Its conservation status globally has not been assessed but in Britain, where it is most common, it is listed as LC (least concern) and it is clearly increasing in the south-east and East Anglia. Similarly, in mainland France it is generally classified as LC. It is restricted to a short stretch of coastline from the Cotentin Peninsula through Brittany to the Pays de la Loire; but it is considered VU (vulnerable) in Normandy and the Loire. The isolated population in Corsica is similarly listed as LC. By contrast it is considered to be Critically Endangered in Spain.

In some counties in Britain sea stork's-bill is considered to be an axiophyte, or species typical of valuable habitats. These are mostly the ones in the west, such as Cardiganshire, where it is found on stony slopes and screes on south-facing hillsides such as Foel y Mwnt, although it is also sometimes found in less natural places, including the station platform at Borth. Eastern counties, such as Kent, are less likely to consider it to be an axiophyte.

==Habitat and ecology==
The native habitat of sea stork's-bill is generally on rocky, stony ground near the sea, with free-draining soil. It is mesotrophic, calcifugous and xerophilic. In Britain it is considered to have an alternative habitat in short, acid grassland in inland places, but it has disappeared from most such situations. An exception is the Long Mynd in Shropshire, where it was found over 200 years ago by the Jamaican-English botanist Mary McGhie and is still present, in U1 sheep's sorrel grassland on a south-facing shale hillside, at an altitude of 220 m above sea level. Secondary populations occasionally appear on roadsides, railway lines, walls, in quarries and car parks, but these tend not to persist. In Corsica it occurs at all altitudes, from coastal dunes to over 1,500 m inland.

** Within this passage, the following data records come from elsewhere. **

//! File Cache Host
//!
//! Serves file contents by path, reading from disk only on a cache miss.

use std::io::ErrorKind;
use std::path::PathBuf;
use std::sync::Arc;

use tokio::sync::Mutex;
use tracing::{debug, info};

use crate::cache::{CacheStats, LruCache, PutOutcome, TeardownReport, MAX_PAYLOAD_SIZE};
use crate::config::Config;
use crate::error::{CacheError, Result};
use crate::host::mime::content_type_for;
use crate::models::CachedFile;

/// Shared handle to a path-keyed cache in front of a directory.
///
/// The engine itself is unsynchronized. Every access goes through one
/// exclusive lock since even a lookup reorders the recency list.
#[derive(Clone)]
pub struct FileCache {
    cache: Arc<Mutex<LruCache>>,
    root: PathBuf,
}

impl FileCache {
    /// Wraps an existing cache, serving files under `root`.
    pub fn new(cache: LruCache, root: impl Into<PathBuf>) -> Self {
        Self {
            cache: Arc::new(Mutex::new(cache)),
            root: root.into(),
        }
    }

    /// Creates the cache from configuration.
    ///
    /// Fails when the configured capacity or index hint is out of range.
    pub fn from_config(config: &Config) -> Result<Self> {
        let cache = LruCache::create(config.max_entries, config.index_hint)?;
        Ok(Self::new(cache, config.root.clone()))
    }

    // == Fetch ==
    /// Returns the file at `path`, loading and caching it on a miss.
    ///
    /// The lock is not held while reading from disk, so two concurrent misses
    /// for the same path may both load it; the second put overwrites the first.
    /// Files larger than `MAX_PAYLOAD_SIZE` are served straight from disk and
    /// never cached.
    pub async fn fetch(&self, path: &str) -> Result<CachedFile> {
        let key = normalize_path(path)?;

        {
            let mut cache = self.cache.lock().await;
            if let Some(entry) = cache.get(&key) {
                debug!(path = %key, "served from cache");
                return Ok(CachedFile::from_entry(entry, true));
            }
        }

        let file_path = self.root.join(key.trim_start_matches('/'));
        let body = tokio::fs::read(&file_path).await.map_err(|e| match e.kind() {
            ErrorKind::NotFound => CacheError::NotFound(key.clone()),
            _ => CacheError::Io(e),
        })?;
        let content_type = content_type_for(&key);

        if body.len() > MAX_PAYLOAD_SIZE {
            debug!(path = %key, bytes = body.len(), "file exceeds payload limit, served uncached");
            return Ok(CachedFile::new(key, content_type, body, false));
        }

        let outcome = self.cache.lock().await.put(&key, content_type, &body)?;
        if let PutOutcome::Evicted { key: evicted } = outcome {
            info!(path = %key, evicted = %evicted, "cached file, evicted least recently used");
        } else {
            debug!(path = %key, bytes = body.len(), "cached file");
        }

        Ok(CachedFile::new(key, content_type, body, false))
    }

    // == Invalidate ==
    /// Drops `path` from the cache so the next fetch rereads it.
    ///
    /// Returns whether the path was cached.
    pub async fn invalidate(&self, path: &str) -> Result<bool> {
        let key = normalize_path(path)?;
        Ok(self.cache.lock().await.remove(&key).is_some())
    }

    pub async fn stats(&self) -> CacheStats {
        self.cache.lock().await.stats()
    }

    // == Shutdown ==
    /// Destroys the cache if this is the last handle to it.
    ///
    /// Returns None, leaving the cache alive, while clones are outstanding.
    pub fn shutdown(self) -> Option<TeardownReport> {
        match Arc::try_unwrap(self.cache) {
            Ok(cache) => Some(cache.into_inner().destroy()),
            Err(_) => None,
        }
    }
}

// == Utility Functions ==
/// Turns a request path into a cache key of the form `/a/b.txt`.
///
/// Segments are split on `/` and the platform separator, so a backslash is
/// an ordinary file name character on Unix. Empty and `.` segments are
/// dropped; `..` segments are rejected so keys can never resolve outside
/// the root.
pub fn normalize_path(path: &str) -> Result<String> {
    let mut key = String::with_capacity(path.len() + 1);
    for segment in path.split(|c: char| c == '/' || c == std::path::MAIN_SEPARATOR) {
        match segment {
            "" | "." => continue,
            ".." => {
                return Err(CacheError::InvalidKey(format!(
                    "path '{}' escapes the root",
                    path
                )))
            }
            _ => {
                key.push('/');
                key.push_str(segment);
            }
        }
    }

    if key.is_empty() {
        return Err(CacheError::InvalidKey(format!("path '{}' names no file", path)));
    }
    Ok(key)
}

#[cfg(test)]
mod tests {
    use super::*;
    use tokio_test::{assert_err, assert_ok};

    fn host_with_files(capacity: usize, files: &[(&str, &str)]) -> (tempfile::TempDir, FileCache) {
        let dir = tempfile::tempdir().unwrap();
        for (name, body) in files {
            std::fs::write(dir.path().join(name), body).unwrap();
        }
        let cache = LruCache::create(capacity, 0).unwrap();
        let host = FileCache::new(cache, dir.path());
        (dir, host)
    }

    #[test]
    fn test_normalize_path() {
        assert_eq!(normalize_path("index.html").unwrap(), "/index.html");
        assert_eq!(normalize_path("/a//b/./c.txt").unwrap(), "/a/b/c.txt");
        assert!(matches!(normalize_path("/../etc/passwd"), Err(CacheError::InvalidKey(_))));
        assert!(matches!(normalize_path("/"), Err(CacheError::InvalidKey(_))));
    }

    #[cfg(unix)]
    #[tokio::test]
    async fn test_backslash_is_part_of_unix_file_name() {
        assert_eq!(normalize_path("a\\b.txt").unwrap(), "/a\\b.txt");
        assert_eq!(normalize_path("a\\..\\b").unwrap(), "/a\\..\\b");

        let (_dir, host) = host_with_files(4, &[("a\\b.txt", "literal")]);
        let file = assert_ok!(host.fetch("a\\b.txt").await);
        assert_eq!(file.body, b"literal");
        assert!(host.cache.lock().await.contains("/a\\b.txt"));
    }

    #[tokio::test]
    async fn test_fetch_miss_then_hit() {
        let (_dir, host) = host_with_files(4, &[("index.html", "<h1>home</h1>")]);

        let first = assert_ok!(host.fetch("/index.html").await);
        assert!(!first.hit);
        assert_eq!(first.content_type, "text/html");
        assert_eq!(first.body, b"<h1>home</h1>");

        let second = assert_ok!(host.fetch("index.html").await);
        assert!(second.hit);
        assert_eq!(second.length, first.length);

        let stats = host.stats().await;
        assert_eq!(stats.hits, 1);
        assert_eq!(stats.misses, 1);
    }

    #[tokio::test]
    async fn test_fetch_missing_file() {
        let (_dir, host) = host_with_files(4, &[]);

        let err = assert_err!(host.fetch("/nope.txt").await);
        assert!(matches!(err, CacheError::NotFound(_)));
        assert!(host.cache.lock().await.is_empty());
    }

    #[tokio::test]
    async fn test_fetch_oversized_file_served_uncached() {
        let dir = tempfile::tempdir().unwrap();
        std::fs::write(dir.path().join("big.bin"), vec![7u8; MAX_PAYLOAD_SIZE + 1]).unwrap();
        let host = FileCache::new(LruCache::create(4, 0).unwrap(), dir.path());

        let first = assert_ok!(host.fetch("/big.bin").await);
        assert!(!first.hit);
        assert_eq!(first.length, MAX_PAYLOAD_SIZE + 1);
        assert_eq!(first.body.len(), MAX_PAYLOAD_SIZE + 1);

        let second = assert_ok!(host.fetch("/big.bin").await);
        assert!(!second.hit);
        assert!(host.cache.lock().await.is_empty());

        let stats = host.stats().await;
        assert_eq!(stats.misses, 2);
        assert_eq!(stats.total_bytes, 0);
    }

    #[tokio::test]
    async fn test_fetch_evicts_least_recently_used() {
        let (_dir, host) = host_with_files(
            2,
            &[("a.txt", "a"), ("b.txt", "b"), ("c.txt", "c")],
        );

        host.fetch("a.txt").await.unwrap();
        host.fetch("b.txt").await.unwrap();
        host.fetch("a.txt").await.unwrap();
        host.fetch("c.txt").await.unwrap();

        let cache = host.cache.lock().await;
        assert!(cache.contains("/a.txt"));
        assert!(!cache.contains("/b.txt"));
        assert!(cache.contains("/c.txt"));
    }

    #[tokio::test]
    async fn test_cached_copy_survives_file_change_until_invalidated() {
        let (dir, host) = host_with_files(4, &[("page.txt", "v1")]);

        host.fetch("page.txt").await.unwrap();
        std::fs::write(dir.path().join("page.txt"), b"v2").unwrap();

        assert_eq!(host.fetch("page.txt").await.unwrap().body, b"v1");
        assert!(host.invalidate("page.txt").await.unwrap());
        assert!(!host.invalidate("page.txt").await.unwrap());
        assert_eq!(host.fetch("page.txt").await.unwrap().body, b"v2");
    }

    #[tokio::test]
    async fn test_shutdown_last_handle() {
        let (_dir, host) = host_with_files(4, &[("a.txt", "abc")]);
        host.fetch("a.txt").await.unwrap();

        let clone = host.clone();
        assert!(clone.shutdown().is_none());

        let report = host.shutdown().unwrap();
        assert_eq!(report.entries_disposed, 1);
        assert_eq!(report.bytes_released, 3);
    }
}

Although it normally shuns alkaline soils, it is recorded as growing on limestone hills near Bristol. Where it does so is either "overlooking salt water... or in valleys that were once arms of the sea; never inland," so it may be that the saline influence is more significant than the soil type.

Its Ellenberg values in Britain are L = 9, F = 4, R = 6, N = 6, and S = 3, which supports the conclusion that it favours brightly lit places with low moisture, circumneutral acidity, moderate fertility, and high salinity.

While it is potentially a perennial, sea stork's-bill often behaves as a spring annual, becoming abundant in a wet year and sometimes disappearing above ground in a dry summer.

The only vegetation community listed for sea stork's-bill in the European Habitats System is N34 "Atlantic and Baltic soft sea cliffs", for which it is a diagnostic species. This habitat is subject to protection under the Bern Convention. It is not mentioned in the British National Vegetation Classification.

There are as yet no known associations between insects and sea stork's-bill. It is commonly self-pollinating, but ants and flies are known to visit the flowers, although this apparently does not result in an increase in seed production. Seed dispersal is thought to be facilitated by endozoochory (specifically, being eaten but not digested by rabbits) and epizoochory (carried on the fur). Although it is sometimes described as occurring in gull colonies, studies have shown no evidence that the seeds are carried by seabirds.

==History==
The first British record (as Geranium Betonicae folio, the geranium with leaves like betony) was made around 1666 by Christopher Merret, who found it "over against Saint Vincent's Rocks... and at Bass Castle in Cornwall."